- _Materials provided_
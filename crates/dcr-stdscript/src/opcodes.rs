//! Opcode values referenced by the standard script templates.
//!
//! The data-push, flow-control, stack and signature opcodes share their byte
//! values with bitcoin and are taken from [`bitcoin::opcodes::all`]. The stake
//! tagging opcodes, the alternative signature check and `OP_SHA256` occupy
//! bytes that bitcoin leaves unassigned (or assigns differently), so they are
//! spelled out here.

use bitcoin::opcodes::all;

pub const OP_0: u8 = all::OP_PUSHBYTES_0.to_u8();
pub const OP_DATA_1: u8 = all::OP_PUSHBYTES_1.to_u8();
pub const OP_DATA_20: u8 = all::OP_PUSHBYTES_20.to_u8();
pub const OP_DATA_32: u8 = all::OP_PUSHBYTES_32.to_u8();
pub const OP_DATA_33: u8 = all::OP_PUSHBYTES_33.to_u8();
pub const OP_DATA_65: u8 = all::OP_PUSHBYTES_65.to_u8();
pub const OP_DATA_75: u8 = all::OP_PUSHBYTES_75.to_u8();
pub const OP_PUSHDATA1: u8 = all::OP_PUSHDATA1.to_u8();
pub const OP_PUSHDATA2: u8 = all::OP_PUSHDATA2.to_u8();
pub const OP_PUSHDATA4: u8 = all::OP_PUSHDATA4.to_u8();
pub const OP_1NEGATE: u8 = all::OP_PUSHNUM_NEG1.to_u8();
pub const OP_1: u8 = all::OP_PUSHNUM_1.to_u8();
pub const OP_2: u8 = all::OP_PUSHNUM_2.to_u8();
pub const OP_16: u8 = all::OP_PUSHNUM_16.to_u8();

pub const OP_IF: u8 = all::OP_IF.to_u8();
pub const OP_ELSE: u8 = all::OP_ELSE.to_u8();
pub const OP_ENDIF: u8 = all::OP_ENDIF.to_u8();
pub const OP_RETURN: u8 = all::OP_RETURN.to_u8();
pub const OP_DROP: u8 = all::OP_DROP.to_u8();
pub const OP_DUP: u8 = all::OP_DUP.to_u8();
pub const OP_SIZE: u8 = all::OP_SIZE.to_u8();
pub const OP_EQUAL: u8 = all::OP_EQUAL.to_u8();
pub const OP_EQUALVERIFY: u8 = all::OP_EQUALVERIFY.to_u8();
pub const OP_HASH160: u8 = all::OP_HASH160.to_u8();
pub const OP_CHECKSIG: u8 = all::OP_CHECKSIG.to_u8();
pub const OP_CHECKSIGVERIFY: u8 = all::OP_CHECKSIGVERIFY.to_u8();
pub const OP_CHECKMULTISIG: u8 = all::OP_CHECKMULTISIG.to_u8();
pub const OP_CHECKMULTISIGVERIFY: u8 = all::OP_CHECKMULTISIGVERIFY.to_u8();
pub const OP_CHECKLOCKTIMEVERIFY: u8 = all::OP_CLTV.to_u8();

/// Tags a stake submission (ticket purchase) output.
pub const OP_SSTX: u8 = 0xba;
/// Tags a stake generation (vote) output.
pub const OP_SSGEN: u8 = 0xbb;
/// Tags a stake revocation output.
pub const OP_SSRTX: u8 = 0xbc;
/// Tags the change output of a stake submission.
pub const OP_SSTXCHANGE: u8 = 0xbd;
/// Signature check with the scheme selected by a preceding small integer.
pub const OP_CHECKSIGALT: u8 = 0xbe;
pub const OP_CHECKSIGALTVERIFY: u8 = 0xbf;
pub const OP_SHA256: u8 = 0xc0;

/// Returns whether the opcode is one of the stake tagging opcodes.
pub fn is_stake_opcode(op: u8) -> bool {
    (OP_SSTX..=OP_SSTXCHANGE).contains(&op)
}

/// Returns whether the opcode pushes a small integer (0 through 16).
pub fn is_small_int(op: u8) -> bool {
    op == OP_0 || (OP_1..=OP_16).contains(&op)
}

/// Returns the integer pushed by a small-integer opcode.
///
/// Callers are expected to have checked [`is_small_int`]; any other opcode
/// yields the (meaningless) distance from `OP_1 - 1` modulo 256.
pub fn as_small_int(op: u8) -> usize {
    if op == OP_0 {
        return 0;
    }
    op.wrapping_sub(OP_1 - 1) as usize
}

- _Work to be completed_
Please return a copy of each line in the entries that has the string "bitcoin".

- _Exercise answer_
//! values with bitcoin and are taken from [`bitcoin::opcodes::all`]. The stake
//! bytes that bitcoin leaves unassigned (or assigns differently), so they are
use bitcoin::opcodes::all;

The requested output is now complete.